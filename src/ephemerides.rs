use std::ops::Range;
use std::str::FromStr;

use thiserror::Error;

use crate::clock::Clock;
use crate::kepler::{Keplerian, Perturbations};
use crate::prelude::{Constellation, Duration, Epoch, TimeScale, SV};
use crate::reader::RawBlock;

#[cfg(feature = "serde")]
use serde::{Deserialize, Serialize};

/// Number of lines of a GPS broadcast ephemeris frame
pub const BLOCK_LINES: usize = 8;

/// Record parsing errors. These never abort a load: the faulty
/// record is reported and skipped.
#[derive(Error, Debug, Clone, PartialEq)]
pub enum ParsingError {
    #[error("incomplete ephemeris block ({0} lines)")]
    IncompleteBlock(usize),
    #[error("line too short for {0}")]
    ShortLine(&'static str),
    #[error("failed to parse {0}")]
    FloatParsing(&'static str),
    #[error("failed to parse epoch {0}")]
    IntegerParsing(&'static str),
    #[error("invalid sv identifier \"{0}\"")]
    SvParsing(String),
    #[error("{0}: only gps vehicles are supported")]
    UnsupportedConstellation(SV),
    #[error("invalid calendar epoch")]
    InvalidEpoch,
    #[error("observation prior any epoch")]
    MissingEpoch,
    #[error("missing observation token")]
    MissingToken,
}

/// One set of broadcast orbital parameters, as transmitted.
/// Units are the broadcast ones: seconds, meters and radians.
#[derive(Debug, Clone, Copy, Default, PartialEq)]
#[cfg_attr(feature = "serde", derive(Serialize, Deserialize))]
pub struct OrbitalParameterSet {
    /// Issue of data (ephemeris)
    pub iode: f64,
    /// Amplitude of sine harmonic correction term of the orbit radius [m]
    pub crs: f64,
    /// Mean motion difference from computed value [rad.s-1]
    pub delta_n: f64,
    /// Mean anomaly at reference time [rad]
    pub m0: f64,
    /// Amplitude of cosine harmonic correction term of the argument of latitude [rad]
    pub cuc: f64,
    /// Eccentricity
    pub e: f64,
    /// Amplitude of sine harmonic correction term of the argument of latitude [rad]
    pub cus: f64,
    /// Square root of the semi major axis [m^1/2]
    pub sqrt_a: f64,
    /// Time of ephemeris [s of GPS week]
    pub toe: f64,
    /// Amplitude of cosine harmonic correction term of the inclination [rad]
    pub cic: f64,
    /// Longitude of ascending node at weekly epoch [rad]
    pub omega0: f64,
    /// Amplitude of sine harmonic correction term of the inclination [rad]
    pub cis: f64,
    /// Inclination at reference time [rad]
    pub i0: f64,
    /// Amplitude of cosine harmonic correction term of the orbit radius [m]
    pub crc: f64,
    /// Argument of perigee [rad]
    pub omega: f64,
    /// Rate of right ascension [rad.s-1]
    pub omega_dot: f64,
    /// Rate of inclination [rad.s-1]
    pub idot: f64,
    /// Clock bias [s]
    pub clock_bias: f64,
    /// Clock drift [s.s-1]
    pub clock_drift: f64,
    /// Clock drift rate [s.s-2]
    pub clock_drift_rate: f64,
}

impl OrbitalParameterSet {
    /// Returns all fields by name
    pub fn fields(&self) -> [(&'static str, f64); 20] {
        [
            ("iode", self.iode),
            ("crs", self.crs),
            ("delta_n", self.delta_n),
            ("m0", self.m0),
            ("cuc", self.cuc),
            ("e", self.e),
            ("cus", self.cus),
            ("sqrt_a", self.sqrt_a),
            ("toe", self.toe),
            ("cic", self.cic),
            ("omega0", self.omega0),
            ("cis", self.cis),
            ("i0", self.i0),
            ("crc", self.crc),
            ("omega", self.omega),
            ("omega_dot", self.omega_dot),
            ("idot", self.idot),
            ("clock_bias", self.clock_bias),
            ("clock_drift", self.clock_drift),
            ("clock_drift_rate", self.clock_drift_rate),
        ]
    }
    /// Returns name of first non finite field, if any
    pub fn first_non_finite(&self) -> Option<&'static str> {
        self.fields()
            .into_iter()
            .find(|(_, value)| !value.is_finite())
            .map(|(name, _)| name)
    }
    /// Combines Self and rhs, field by field
    pub(crate) fn zip_with<F: Fn(f64, f64) -> f64>(&self, rhs: &Self, f: F) -> Self {
        Self {
            iode: f(self.iode, rhs.iode),
            crs: f(self.crs, rhs.crs),
            delta_n: f(self.delta_n, rhs.delta_n),
            m0: f(self.m0, rhs.m0),
            cuc: f(self.cuc, rhs.cuc),
            e: f(self.e, rhs.e),
            cus: f(self.cus, rhs.cus),
            sqrt_a: f(self.sqrt_a, rhs.sqrt_a),
            toe: f(self.toe, rhs.toe),
            cic: f(self.cic, rhs.cic),
            omega0: f(self.omega0, rhs.omega0),
            cis: f(self.cis, rhs.cis),
            i0: f(self.i0, rhs.i0),
            crc: f(self.crc, rhs.crc),
            omega: f(self.omega, rhs.omega),
            omega_dot: f(self.omega_dot, rhs.omega_dot),
            idot: f(self.idot, rhs.idot),
            clock_bias: f(self.clock_bias, rhs.clock_bias),
            clock_drift: f(self.clock_drift, rhs.clock_drift),
            clock_drift_rate: f(self.clock_drift_rate, rhs.clock_drift_rate),
        }
    }
    /// Returns [Keplerian] parameters
    pub fn keplerian(&self) -> Keplerian {
        Keplerian {
            a: self.sqrt_a.powi(2),
            e: self.e,
            i_0: self.i0,
            omega_0: self.omega0,
            m_0: self.m0,
            omega: self.omega,
            toe: self.toe,
        }
    }
    /// Returns orbit [Perturbations]
    pub fn perturbations(&self) -> Perturbations {
        Perturbations {
            dn: self.delta_n,
            i_dot: self.idot,
            omega_dot: self.omega_dot,
            cus: self.cus,
            cuc: self.cuc,
            cis: self.cis,
            cic: self.cic,
            crs: self.crs,
            crc: self.crc,
        }
    }
    /// Broadcast clock correction at t [s of GPS week], referenced to toe
    pub fn clock_correction(&self, t_sow: f64) -> Duration {
        Clock::from_parameters(self).correction(t_sow)
    }
}

/// Broadcast ephemeris record of one satellite
#[derive(Debug, Clone, PartialEq)]
#[cfg_attr(feature = "serde", derive(Serialize, Deserialize))]
pub struct EphemerisRecord {
    /// Satellite vehicle
    pub sv: SV,
    /// Calendar epoch of the record header (time of clock), in GPST
    pub epoch: Epoch,
    /// Orbital parameters
    pub params: OrbitalParameterSet,
    /// GPS week, when broadcast
    pub week: Option<u32>,
    /// SV health flag, when broadcast
    pub health: Option<f64>,
    /// Total group delay [s], when broadcast
    pub tgd: Option<f64>,
}

/// Returns the `[start, end)` columns of this line, tolerating
/// stripped trailing whitespace.
fn columns(line: &str, range: Range<usize>) -> Option<&str> {
    let end = range.end.min(line.len());
    if range.start >= end {
        return None;
    }
    line.get(range.start..end)
}

fn parse_f64(line: &str, range: Range<usize>, field: &'static str) -> Result<f64, ParsingError> {
    let content = columns(line, range).ok_or(ParsingError::ShortLine(field))?;
    content
        .trim()
        .replace(['D', 'd'], "E")
        .parse::<f64>()
        .map_err(|_| ParsingError::FloatParsing(field))
}

fn parse_int<T: FromStr>(
    line: &str,
    range: Range<usize>,
    field: &'static str,
) -> Result<T, ParsingError> {
    let content = columns(line, range).ok_or(ParsingError::ShortLine(field))?;
    content
        .trim()
        .parse::<T>()
        .map_err(|_| ParsingError::IntegerParsing(field))
}

/// Four 19 character wide fields per continuation line
const FIELD_0: Range<usize> = 0..23;
const FIELD_1: Range<usize> = 23..42;
const FIELD_2: Range<usize> = 42..61;
const FIELD_3: Range<usize> = 61..80;

impl EphemerisRecord {
    /// Parses a GPS SV identifier, like "G26"
    pub fn parse_sv(tag: &str) -> Result<SV, ParsingError> {
        let sv = SV::from_str(tag.trim()).map_err(|_| ParsingError::SvParsing(tag.to_string()))?;
        if sv.constellation != Constellation::GPS {
            return Err(ParsingError::UnsupportedConstellation(sv));
        }
        Ok(sv)
    }
    /// Parses one 8 line broadcast frame, tagged by satellite identifier.
    pub fn parse<S: AsRef<str>>(tag: &str, lines: &[S]) -> Result<Self, ParsingError> {
        if lines.len() != BLOCK_LINES {
            return Err(ParsingError::IncompleteBlock(lines.len()));
        }

        let sv = Self::parse_sv(tag)?;

        let line1 = lines[0].as_ref();
        let year = parse_int::<i32>(line1, 3..8, "year")?;
        let month = parse_int::<u8>(line1, 9..11, "month")?;
        let day = parse_int::<u8>(line1, 12..14, "day")?;
        let hour = parse_int::<u8>(line1, 15..17, "hour")?;
        let minute = parse_int::<u8>(line1, 18..20, "minute")?;
        let second = parse_int::<u8>(line1, 21..23, "second")?;

        let epoch =
            Epoch::maybe_from_gregorian(year, month, day, hour, minute, second, 0, TimeScale::GPST)
                .map_err(|_| ParsingError::InvalidEpoch)?;

        let (line2, line3, line4, line5, line6) = (
            lines[1].as_ref(),
            lines[2].as_ref(),
            lines[3].as_ref(),
            lines[4].as_ref(),
            lines[5].as_ref(),
        );

        let params = OrbitalParameterSet {
            clock_bias: parse_f64(line1, FIELD_1, "clock_bias")?,
            clock_drift: parse_f64(line1, FIELD_2, "clock_drift")?,
            clock_drift_rate: parse_f64(line1, FIELD_3, "clock_drift_rate")?,
            iode: parse_f64(line2, FIELD_0, "iode")?,
            crs: parse_f64(line2, FIELD_1, "crs")?,
            delta_n: parse_f64(line2, FIELD_2, "delta_n")?,
            m0: parse_f64(line2, FIELD_3, "m0")?,
            cuc: parse_f64(line3, FIELD_0, "cuc")?,
            e: parse_f64(line3, FIELD_1, "e")?,
            cus: parse_f64(line3, FIELD_2, "cus")?,
            sqrt_a: parse_f64(line3, FIELD_3, "sqrt_a")?,
            toe: parse_f64(line4, FIELD_0, "toe")?,
            cic: parse_f64(line4, FIELD_1, "cic")?,
            omega0: parse_f64(line4, FIELD_2, "omega0")?,
            cis: parse_f64(line4, FIELD_3, "cis")?,
            i0: parse_f64(line5, FIELD_0, "i0")?,
            crc: parse_f64(line5, FIELD_1, "crc")?,
            omega: parse_f64(line5, FIELD_2, "omega")?,
            omega_dot: parse_f64(line5, FIELD_3, "omega_dot")?,
            idot: parse_f64(line6, FIELD_0, "idot")?,
        };

        // auxiliary fields: best effort
        let line7 = lines[6].as_ref();
        let week = parse_f64(line6, FIELD_2, "week")
            .ok()
            .filter(|week| *week >= 0.0)
            .map(|week| week as u32);
        let health = parse_f64(line7, FIELD_1, "health").ok();
        let tgd = parse_f64(line7, FIELD_2, "tgd").ok();

        Ok(Self {
            sv,
            epoch,
            params,
            week,
            health,
            tgd,
        })
    }
    /// Returns true if this satellite was declared healthy, or did not
    /// broadcast its health
    pub fn is_healthy(&self) -> bool {
        self.health.map(|health| health == 0.0).unwrap_or(true)
    }
}

impl TryFrom<&RawBlock> for EphemerisRecord {
    type Error = crate::Error;
    fn try_from(block: &RawBlock) -> Result<Self, Self::Error> {
        Ok(Self::parse(&block.sv, &block.lines)?)
    }
}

**TASK DETAILS**
Among the records above, a stretch begins at the line containing "let sv = SV::from_str(tag.trim()).map_err(|_|" and ends at the line containing "by satellite identifier.". Restate that stretch word for word, and nothing else.

**RESULT**
        let sv = SV::from_str(tag.trim()).map_err(|_| ParsingError::SvParsing(tag.to_string()))?;
        if sv.constellation != Constellation::GPS {
            return Err(ParsingError::UnsupportedConstellation(sv));
        }
        Ok(sv)
    }
    /// Parses one 8 line broadcast frame, tagged by satellite identifier.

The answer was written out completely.